History

United States
- Name: USS Namontack
- Builder: Defoe Shipbuilding Company, Bay City, Michigan
- Laid down: 1938, as Thomas E. Moran
- Acquired: by purchase, 28 November 1940
- Commissioned: 18 March 1941, as Namontack (YN-46)
- Decommissioned: 21 August 1946
- Reclassified: YNT-14, 1 May 1942; YTB-738, 2 August 1945;
- Stricken: 30 December 1946
- Homeport: Little Creek, Virginia
- Fate: Sold, 30 April 1947

General characteristics
- Type: Net tender
- Displacement: 158 long tons (161 t)
- Length: 94 ft 5 in (28.78 m)
- Beam: 25 ft (7.6 m)
- Draft: 8 ft 6 in (2.59 m)

= USS Namontack =

Tugboat of the United States Navy

USS Namontack (YN-46/YNT-14/YTB-738) was built in 1938 as the Thomas E. Moran by the Defoe Shipbuilding Company, Bay City, Michigan, for the Moran Towing and Transportation Company, New York City. The name "Namontack" comes from a Native American sent, in 1608, by Chief Powhatan to live with English settlers in Tidewater, Virginia, and gain knowledge of their customs and language.

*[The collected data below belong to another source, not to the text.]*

use axum::{
    extract::{
        rejection::{JsonRejection, QueryRejection},
        Path, Query, State,
    },
    http::StatusCode,
    response::{IntoResponse, Response},
    Json,
};
use serde::{Deserialize, Serialize};
use serde_json::Value;
use std::sync::Arc;

use crate::cursor::CursorSigner;
use crate::discovery::{DiscoveryService, RankedProducts, RankingRequest};
use crate::ledger::Ledger;
use crate::lookup::{EntityLookup, EntityType};
use crate::models::ProductWithRanking;
use crate::reviews::{RatingAggregator, ReviewError};
use crate::storage::Storage;

pub struct AppState {
    pub storage: Arc<dyn Storage>,
    pub ledger: Arc<Ledger>,
    pub ratings: Arc<RatingAggregator>,
    pub discovery: Arc<DiscoveryService>,
    pub lookup: Arc<EntityLookup>,
    pub cursor_signer: Arc<CursorSigner>,
}

#[derive(Debug, Serialize)]
pub struct ErrorResponse {
    pub error: String,
    #[serde(skip_serializing_if = "Option::is_none")]
    pub details: Option<String>,
}

impl ErrorResponse {
    pub fn new(error: impl Into<String>) -> Self {
        Self {
            error: error.into(),
            details: None,
        }
    }

    pub fn with_details(error: impl Into<String>, details: impl ToString) -> Self {
        Self {
            error: error.into(),
            details: Some(details.to_string()),
        }
    }
}

pub type ApiError = (StatusCode, Json<ErrorResponse>);

#[derive(Serialize)]
pub struct SuccessResponse {
    pub success: bool,
}

#[derive(Debug, Deserialize)]
#[serde(rename_all = "camelCase")]
pub struct SubmitReviewRequest {
    pub review_id: Option<String>,
    pub product_id: Option<String>,
    pub manufacturer_id: Option<String>,
    pub rating: Option<Value>,
}

fn present(field: &Option<String>) -> Option<&str> {
    field.as_deref().map(str::trim).filter(|s| !s.is_empty())
}

/// Whole-number ratings only; `5` and `5.0` are accepted, `4.5` and `"5"` are not
fn integer_rating(value: &Value) -> Option<i64> {
    value
        .as_i64()
        .or_else(|| value.as_f64().filter(|f| f.fract() == 0.0).map(|f| f as i64))
}

/// Record a review's rating against its product
pub async fn submit_review(
    State(state): State<Arc<AppState>>,
    payload: Result<Json<SubmitReviewRequest>, JsonRejection>,
) -> Result<Json<SuccessResponse>, ApiError> {
    let missing = || {
        (
            StatusCode::BAD_REQUEST,
            Json(ErrorResponse::new("Missing required fields")),
        )
    };

    let Json(payload) = payload.map_err(|_| missing())?;

    let (Some(review_id), Some(product_id), Some(manufacturer_id), Some(rating)) = (
        present(&payload.review_id),
        present(&payload.product_id),
        present(&payload.manufacturer_id),
        payload.rating.as_ref().filter(|v| !v.is_null()),
    ) else {
        return Err(missing());
    };

    let Some(rating) = integer_rating(rating) else {
        return Err((
            StatusCode::BAD_REQUEST,
            Json(ErrorResponse::with_details(
                "Invalid rating",
                "rating must be a whole number between 1 and 5",
            )),
        ));
    };

    match state.ratings.record_review(product_id, review_id, rating).await {
        Ok(outcome) => {
            if outcome.manufacturer_id != manufacturer_id {
                tracing::warn!(
                    product_id,
                    submitted = manufacturer_id,
                    owner = %outcome.manufacturer_id,
                    "review names a manufacturer other than the product owner"
                );
            }
            Ok(Json(SuccessResponse { success: true }))
        }
        Err(ReviewError::Validation(details)) => Err((
            StatusCode::BAD_REQUEST,
            Json(ErrorResponse::with_details("Invalid rating", details)),
        )),
        Err(e @ ReviewError::NotFound(_)) => Err((
            StatusCode::NOT_FOUND,
            Json(ErrorResponse::with_details("Product not found", e)),
        )),
        Err(e) => {
            tracing::error!(product_id, review_id, error = %e, "failed to record review");
            Err((
                StatusCode::INTERNAL_SERVER_ERROR,
                Json(ErrorResponse::with_details("Failed to update product rating", e)),
            ))
        }
    }
}

#[derive(Debug, Deserialize)]
#[serde(rename_all = "camelCase")]
pub struct RankedQuery {
    pub user_id: Option<String>,
    pub q: Option<String>,
    pub category: Option<String>,
    pub limit: Option<usize>,
}

/// Ranked product listing. The body always carries a `products` array.
pub async fn ranked_products(
    State(state): State<Arc<AppState>>,
    query: Result<Query<RankedQuery>, QueryRejection>,
) -> Response {
    let query = match query {
        Ok(Query(query)) => query,
        Err(e) => {
            tracing::debug!(error = %e, "rejected ranked products query");
            return (StatusCode::BAD_REQUEST, Json(RankedProducts::default())).into_response();
        }
    };

    let request = RankingRequest {
        user_id: query.user_id,
        search_query: query.q,
        category: query.category,
        limit: query.limit,
    };

    match state.discovery.get_ranked_products(&request).await {
        Ok(ranked) => Json(ranked).into_response(),
        Err(e) => {
            tracing::error!(error = %e, "failed to rank products");
            (
                StatusCode::SERVICE_UNAVAILABLE,
                Json(RankedProducts::default()),
            )
                .into_response()
        }
    }
}

#[derive(Debug, Deserialize)]
pub struct LookupQuery {
    pub q: Option<String>,
}

/// Resolve free text to a product or manufacturer; `null` when nothing matches
pub async fn lookup_entity(
    State(state): State<Arc<AppState>>,
    Path(entity_type): Path<String>,
    Query(query): Query<LookupQuery>,
) -> Json<Option<ProductWithRanking>> {
    let Some(entity_type) = EntityType::parse(&entity_type) else {
        tracing::debug!(entity_type = %entity_type, "lookup for unknown entity type");
        return Json(None);
    };

    let Some(q) = query.q.as_deref() else {
        return Json(None);
    };

    Json(state.lookup.lookup(entity_type, q).await)
}

/// Health check endpoint
pub async fn health_check() -> impl IntoResponse {
    #[derive(Serialize)]
    struct HealthResponse {
        status: String,
    }

    Json(HealthResponse {
        status: "OK".to_string(),
    })
}

#[cfg(test)]
mod tests {
    use super::*;
    use serde_json::json;

    #[test]
    fn test_integer_rating() {
        assert_eq!(integer_rating(&json!(5)), Some(5));
        assert_eq!(integer_rating(&json!(3.0)), Some(3));
        assert_eq!(integer_rating(&json!(4.5)), None);
        assert_eq!(integer_rating(&json!("5")), None);
    }
}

Christopher Newport took him to England on 10 April 1608 to meet the Virginia Company's investors. Namontack remained there for three months and returned to Virginia.

==Construction and design==
She was built by DeFoe Shipbuilding Company in Bay City, Michigan as the Thomas E. Moran. She was purchased by the United States Navy on 28 November 1940; renamed the Namontack and classified YN-46; converted to a net tender at the New York Navy Yard; and placed in service on 18 March 1941. She was 94 ft 5 in long, 25 ft wide, had a draught of 8 ft 6 in, and displaced 158 lt.

==Service history==
She departed New York on 26 March 1941, and on arrival at Norfolk, Virginia, on 28 March, reported for duty to the Commandant 5th Naval District. Based at Little Creek, Virginia, for the duration of the war, she performed tug and net and boom tending services there until 1946, except for the period May to July 1942, when she served on Inshore Patrol duty. During this period, she was reclassified as YNT-14 on 1 May 1942, and was again reclassified to YTB-738 on 2 August 1945. She was placed out of service on 21 August 1946 and was struck from the Navy Directory on 30 December 1946. She was sold on 30 April 1947.